In the material below, some lines carry "value". Copy each such line.
***** EXERCISE INPUTS
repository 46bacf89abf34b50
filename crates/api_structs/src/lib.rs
mod bookmark;
mod contest;
mod note;
mod reminder;
mod status;
mod user;

pub mod dtos {
    pub use crate::contest::dtos::*;
    pub use crate::note::dtos::*;
    pub use crate::reminder::dtos::*;
    pub use crate::user::dtos::*;
}

pub use crate::bookmark::api::*;
pub use crate::contest::api::*;
pub use crate::note::api::*;
pub use crate::reminder::api::*;
pub use crate::status::api::*;
pub use crate::user::api::*;
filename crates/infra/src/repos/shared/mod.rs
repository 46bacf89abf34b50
pub mod inmemory_repo;
use std::path::PathBuf;
use std::sync::Arc;

use anyhow::Result;
use clap::{Parser, Subcommand};
use tracing_subscriber::{layer::SubscriberExt, util::SubscriberInitExt};

use notesweep_core::AppConfig;

mod commands;

#[derive(Parser)]
#[command(name = "notesweep")]
#[command(author, version, about = "Clean up old daily notes")]
struct Cli {
    #[command(subcommand)]
    command: Option<Commands>,

    /// Vault directory (overrides general.vault_dir for this invocation)
    #[arg(short = 'v', long = "vault", global = true)]
    vault: Option<PathBuf>,
}

#[derive(Subcommand)]
enum Commands {
    /// Clean old notes now
    Clean {
        /// Folder to clean, relative to the vault
        #[arg(short = 'f', long)]
        folder: Option<String>,
        /// Minimum note age in days
        #[arg(short = 'd', long)]
        days: Option<u32>,
    },
    /// Background daemon that cleans notes once a day
    Daemon {
        #[command(subcommand)]
        action: DaemonAction,
    },
    /// Show or change settings
    Config {
        #[command(subcommand)]
        action: ConfigAction,
    },
}

#[derive(Subcommand)]
enum DaemonAction {
    /// Start the background daemon
    Start,
    /// Stop the background daemon
    Stop,
    /// Check daemon status
    Status,
    /// Ask the running daemon to clean now
    Trigger,
}

#[derive(Subcommand)]
enum ConfigAction {
    /// Print the current settings
    Show,
    /// Change one setting and save it
    Set {
        /// Setting name, e.g. age_threshold_days
        key: String,
        /// New value
        value: String,
    },
    /// Print the settings file location
    Path,
}

#[tokio::main]
async fn main() -> Result<()> {
    let cli = Cli::parse();

    // Load configuration
    let config = AppConfig::load()?;

    // Initialize logging
    tracing_subscriber::registry()
        .with(tracing_subscriber::EnvFilter::new(
            std::env::var("RUST_LOG").unwrap_or_else(|_| config.general.log_level.clone()),
        ))
        .with(tracing_subscriber::fmt::layer().with_target(false))
        .init();

    match cli.command.unwrap_or(Commands::Clean { folder: None, days: None }) {
        // Settings commands work on the file as saved, without overrides
        Commands::Config { action } => match action {
            ConfigAction::Show => commands::config::show(&config),
            ConfigAction::Set { key, value } => commands::config::set(config, &key, &value),
            ConfigAction::Path => commands::config::path(),
        },
        Commands::Clean { folder, days } => {
            let mut config = with_vault(config, cli.vault);
            if folder.is_some() {
                config.cleanup.folder = folder;
            }
            if let Some(days) = days {
                config.cleanup.age_threshold_days = days;
            }
            commands::clean::run(Arc::new(config)).await
        }
        Commands::Daemon { action } => match action {
            DaemonAction::Start => {
                commands::daemon::start(Arc::new(with_vault(config, cli.vault))).await
            }
            DaemonAction::Stop => commands::daemon::stop().await,
            DaemonAction::Status => commands::daemon::status().await,
            DaemonAction::Trigger => commands::daemon::trigger().await,
        },
    }
}

fn with_vault(mut config: AppConfig, vault: Option<PathBuf>) -> AppConfig {
    if let Some(vault) = vault {
        config.general.vault_dir = vault;
    }
    config
}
**********
ANSWER TO THIS TASK:
        /// New value
        value: String,
            ConfigAction::Set { key, value } => commands::config::set(config, &key, &value),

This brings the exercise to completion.